Voir André Breton, Signe ascendant (1947) — L'auteur y illustre la théorie de Reverdy — celle de l'image poétique — dans un parcours allant du Cantique des Cantiques à Apollinaire, en passant par Bashô, auteur de haïkus avec piment et libellule. La libellule est un piment modifié. L'esprit du ready-made existait déjà dans le Japon du XVIIe siècle !
Précédé ou non, Duchamp déplace, réintroduit, pondère, court-circuite. — Une pelle est associée In advance of the brocken arm / En prévision du bras cassé...

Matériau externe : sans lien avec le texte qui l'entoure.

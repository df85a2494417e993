//! DomainName value object.

use super::errors::ValidationError;
use once_cell::sync::Lazy;
use regex::Regex;
use std::fmt;

static DOMAIN_PATTERN: Lazy<Regex> = Lazy::new(|| {
    Regex::new(
        r"^[a-z0-9]([a-z0-9-]{0,61}[a-z0-9])?(\.[a-z0-9]([a-z0-9-]{0,61}[a-z0-9])?)*$",
    )
    .expect("static domain pattern compiles")
});

/// A company web domain in canonical form (`example.com`).
///
/// # Example
///
/// ```
/// use twenty_sync::domain::DomainName;
///
/// let domain = DomainName::normalize("https://www.Example.com/path").unwrap();
/// assert_eq!(domain.as_str(), "example.com");
/// ```
#[derive(Debug, Clone, PartialEq, Eq, Hash)]
pub struct DomainName(String);

impl DomainName {
    /// Normalize a domain or URL.
    ///
    /// Trims, lowercases, strips an `http://`/`https://` scheme and a leading
    /// `www.`, then drops everything from the first `/`.
    ///
    /// # Errors
    ///
    /// Returns `ValidationError::InvalidDomain` when what remains is not a
    /// syntactically valid host name.
    pub fn normalize(raw: &str) -> Result<Self, ValidationError> {
        let lowered = raw.trim().to_lowercase();
        let without_scheme = lowered
            .strip_prefix("https://")
            .or_else(|| lowered.strip_prefix("http://"))
            .unwrap_or(&lowered);
        let without_www = without_scheme
            .strip_prefix("www.")
            .unwrap_or(without_scheme);
        let host = without_www.split('/').next().unwrap_or_default();

        if !DOMAIN_PATTERN.is_match(host) {
            return Err(ValidationError::InvalidDomain(raw.to_string()));
        }

        Ok(Self(host.to_string()))
    }

    /// Get the domain as a string slice.
    pub fn as_str(&self) -> &str {
        &self.0
    }

    /// Whether a stored link (any form) normalizes to this domain.
    pub fn matches(&self, stored: &str) -> bool {
        Self::normalize(stored).map(|d| d == *self).unwrap_or(false)
    }
}

/// Turn a user-supplied domain into the URL form stored on companies.
pub fn to_link_url(raw: &str) -> String {
    let trimmed = raw.trim();
    if trimmed.starts_with("http") {
        trimmed.to_string()
    } else {
        format!("https://{}", trimmed)
    }
}

impl fmt::Display for DomainName {
    fn fmt(&self, f: &mut fmt::Formatter<'_>) -> fmt::Result {
        write!(f, "{}", self.0)
    }
}

#[cfg(test)]
mod tests {
    use super::*;

    #[test]
    fn test_normalize_full_url() {
        let domain = DomainName::normalize("https://www.Example.com/path").unwrap();
        assert_eq!(domain.as_str(), "example.com");
    }

    #[test]
    fn test_normalize_variants() {
        assert_eq!(DomainName::normalize("acme.com").unwrap().as_str(), "acme.com");
        assert_eq!(
            DomainName::normalize("http://acme.com/").unwrap().as_str(),
            "acme.com"
        );
        assert_eq!(
            DomainName::normalize(" WWW.Sub.Acme.io ").unwrap().as_str(),
            "sub.acme.io"
        );
    }

    #[test]
    fn test_normalize_rejects_garbage() {
        assert!(DomainName::normalize("").is_err());
        assert!(DomainName::normalize("https://").is_err());
        assert!(DomainName::normalize("not a domain").is_err());
        assert!(DomainName::normalize("-acme.com").is_err());
    }

    #[test]
    fn test_matches_stored_link() {
        let domain = DomainName::normalize("acme.com").unwrap();
        assert!(domain.matches("https://www.acme.com"));
        assert!(!domain.matches("https://acme.co"));
        assert!(!domain.matches(""));
    }

    #[test]
    fn test_to_link_url() {
        assert_eq!(to_link_url("acme.com"), "https://acme.com");
        assert_eq!(to_link_url("http://acme.com"), "http://acme.com");
    }
}
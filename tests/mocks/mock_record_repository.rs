use async_trait::async_trait;
use regex::Regex;
use serde_json::{Map, Value};
use std::collections::HashMap;
use std::sync::{Arc, Mutex};
use twenty_sync::domain::RecordId;
use twenty_sync::error::{TwentyApiError, TwentyApiResult};
use twenty_sync::filter::Filter;
use twenty_sync::models::{EntityKind, Record, RecordPage};
use twenty_sync::repositories::{FindQuery, RecordRepository};

/// Mock record repository for testing.
///
/// Keeps records per entity kind in insertion order, evaluates filters the
/// way the backend would and tracks method calls for verification.
#[allow(dead_code)]
#[derive(Clone)]
pub struct MockRecordRepository {
    records: Arc<Mutex<HashMap<EntityKind, Vec<Record>>>>,
    call_counts: Arc<Mutex<HashMap<String, usize>>>,
    last_query: Arc<Mutex<Option<FindQuery>>>,
    fail_creates_for: Arc<Mutex<Vec<EntityKind>>>,
}

#[allow(dead_code)]
impl MockRecordRepository {
    /// Create a new empty MockRecordRepository.
    pub fn new() -> Self {
        Self {
            records: Arc::new(Mutex::new(HashMap::new())),
            call_counts: Arc::new(Mutex::new(HashMap::new())),
            last_query: Arc::new(Mutex::new(None)),
            fail_creates_for: Arc::new(Mutex::new(Vec::new())),
        }
    }

    /// Add a record from a JSON object.
    pub fn add(&self, kind: EntityKind, value: Value) {
        let record = Record::from_value(value).expect("record must be a JSON object");
        self.records
            .lock()
            .unwrap()
            .entry(kind)
            .or_default()
            .push(record);
    }

    /// All stored records of a kind.
    pub fn all(&self, kind: EntityKind) -> Vec<Record> {
        self.records
            .lock()
            .unwrap()
            .get(&kind)
            .cloned()
            .unwrap_or_default()
    }

    pub fn count(&self, kind: EntityKind) -> usize {
        self.all(kind).len()
    }

    /// Make every create of `kind` fail.
    pub fn fail_creates(&self, kind: EntityKind) {
        self.fail_creates_for.lock().unwrap().push(kind);
    }

    /// Get the number of times a method was called.
    pub fn get_call_count(&self, method: &str) -> usize {
        let counts = self.call_counts.lock().unwrap();
        *counts.get(method).unwrap_or(&0)
    }

    /// Reset all call counts.
    pub fn reset_call_counts(&self) {
        self.call_counts.lock().unwrap().clear();
    }

    pub fn last_query(&self) -> Option<FindQuery> {
        self.last_query.lock().unwrap().clone()
    }

    fn track_call(&self, method: &str) {
        let mut counts = self.call_counts.lock().unwrap();
        *counts.entry(method.to_string()).or_insert(0) += 1;
    }

    /// Attach the parent note to note targets, as a related-records query would.
    fn with_related(&self, kind: EntityKind, record: Record) -> Record {
        if kind != EntityKind::NoteTarget {
            return record;
        }
        let Some(note_id) = record.get_str("noteId").map(str::to_string) else {
            return record;
        };
        let note = self
            .all(EntityKind::Note)
            .into_iter()
            .find(|n| n.id() == Some(note_id.as_str()));
        let mut fields = record.fields().clone();
        if let Some(note) = note {
            fields.insert("note".into(), note.into_value());
        }
        Record::new(fields)
    }
}

impl Default for MockRecordRepository {
    fn default() -> Self {
        Self::new()
    }
}

/// SQL `LIKE`: `%` and `_` are wildcards anywhere, `\` escapes the next
/// character.
fn like(stored: &str, pattern: &str, case_insensitive: bool) -> bool {
    let mut source = String::from(if case_insensitive { "(?is)^" } else { "(?s)^" });
    let mut chars = pattern.chars();
    while let Some(c) = chars.next() {
        match c {
            '%' => source.push_str(".*"),
            '_' => source.push('.'),
            '\\' => {
                if let Some(escaped) = chars.next() {
                    source.push_str(&regex::escape(&escaped.to_string()));
                }
            }
            other => source.push_str(&regex::escape(&other.to_string())),
        }
    }
    source.push('$');
    Regex::new(&source)
        .map(|re| re.is_match(stored))
        .unwrap_or(false)
}

fn matches(record: &Record, filter: &Filter) -> bool {
    match filter {
        Filter::Eq { path, value } => record.get_str(path) == Some(value.as_str()),
        Filter::ILike { path, pattern } => record
            .get_str(path)
            .map(|s| like(s, pattern, true))
            .unwrap_or(false),
        Filter::Like { path, pattern } => record
            .get_str(path)
            .map(|s| like(s, pattern, false))
            .unwrap_or(false),
        Filter::Or(children) => children.iter().any(|f| matches(record, f)),
        Filter::And(children) => children.iter().all(|f| matches(record, f)),
    }
}

#[async_trait]
impl RecordRepository for MockRecordRepository {
    async fn find(&self, kind: EntityKind, query: &FindQuery) -> TwentyApiResult<RecordPage> {
        self.track_call("find");
        *self.last_query.lock().unwrap() = Some(query.clone());

        let hits: Vec<Record> = self
            .all(kind)
            .into_iter()
            .filter(|r| query.filter.as_ref().map(|f| matches(r, f)).unwrap_or(true))
            .collect();
        let total_count = hits.len();
        let records: Vec<Record> = hits
            .into_iter()
            .take(query.limit)
            .map(|r| {
                if query.include_related {
                    self.with_related(kind, r)
                } else {
                    r
                }
            })
            .collect();

        Ok(RecordPage {
            has_next_page: total_count > records.len(),
            total_count,
            records,
        })
    }

    async fn get(&self, kind: EntityKind, id: &RecordId) -> TwentyApiResult<Option<Record>> {
        self.track_call("get");
        Ok(self
            .all(kind)
            .into_iter()
            .find(|r| r.id() == Some(id.as_str())))
    }

    async fn create(&self, kind: EntityKind, data: &Map<String, Value>) -> TwentyApiResult<Record> {
        self.track_call("create");
        if self.fail_creates_for.lock().unwrap().contains(&kind) {
            return Err(TwentyApiError::ApiError {
                status: 400,
                message: format!("cannot create {}", kind.singular()),
            });
        }

        let mut fields = data.clone();
        fields.insert(
            "id".into(),
            Value::String(uuid::Uuid::new_v4().to_string()),
        );
        let record = Record::new(fields);
        self.records
            .lock()
            .unwrap()
            .entry(kind)
            .or_default()
            .push(record.clone());
        Ok(record)
    }

    async fn update(
        &self,
        kind: EntityKind,
        id: &RecordId,
        data: &Map<String, Value>,
    ) -> TwentyApiResult<Record> {
        self.track_call("update");
        let mut store = self.records.lock().unwrap();
        let records = store.entry(kind).or_default();
        let slot = records
            .iter_mut()
            .find(|r| r.id() == Some(id.as_str()))
            .ok_or_else(|| TwentyApiError::NotFound(id.to_string()))?;

        let mut fields = slot.fields().clone();
        for (key, value) in data {
            fields.insert(key.clone(), value.clone());
        }
        *slot = Record::new(fields);
        Ok(slot.clone())
    }

    async fn delete(&self, kind: EntityKind, id: &RecordId) -> TwentyApiResult<String> {
        self.track_call("delete");
        let mut store = self.records.lock().unwrap();
        let records = store.entry(kind).or_default();
        let before = records.len();
        records.retain(|r| r.id() != Some(id.as_str()));
        if records.len() == before {
            return Err(TwentyApiError::NotFound(id.to_string()));
        }
        Ok(id.to_string())
    }
}
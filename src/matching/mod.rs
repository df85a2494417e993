//! Record matching for lookups by search criterion or natural key.
//!
//! The finder turns a validated [`SearchCriterion`] into a backend filter,
//! runs it, and scores the result set with a fixed confidence table.

pub mod confidence;
pub mod criterion;
pub mod finder;

pub use confidence::{Confidence, MatchResult};
pub use criterion::{SearchCriterion, SearchMethod, MAX_FIELD_PATH_SEGMENTS};
pub use finder::{NaturalKey, UnifiedFinder};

Une cage pleine de faux morceaux de sucre en marbre avec thermomètre et os de sèche est confrontée à la formule Why not sneeze Rrose Selavy ? / Pourquoi ne pas éternuer, Rrose Selavy ?...
Un moulage en bronze vague ment phalloïde va avec Objet dart.
Sans son titre le moment tridimensionnel de l'objet dart est orphelin et moins intéressant. Sans sa Boîte verte (compilation en fac-similé des notes et des études) le Grand Verre existe moins.
Marcel Duchamp n'est encapsulé dans une histoire de l'art annonçant les pompes creuses de l'art contemporain, il n'incarne le paradigme de l'ultra-artiste (formule de magazine) qu'au prix d'un contresens.
Pour une part, pseudos historiens de l'art et critiques enchantés se démènent en discours inflationnistes vis à vis de productions dérisoires. Inversement, leurs commentaires annexionnistes vident de toute pertinence certaines expressions vitales (et singulièrement celle de Duchamp). — Le préposé au culte gonfle le nul et affadit l'intense. — Le scribe appelle sur lui la moquerie lorsqu'il oublie l'essentiel : que l'histoire (discipline philologique et art du questionnement) implique une distanciation, un cadre d'objectivité (une méthode sans laquelle elle n'est qu'idéologie). Une critique authentique est incompatible avec l'allégeance à une institution ou à un milieu. La lubie et l'idéologie sont licites, pourquoi pas, mais il est malhonnête d'occulter leur fragilité sous un emballage imposant.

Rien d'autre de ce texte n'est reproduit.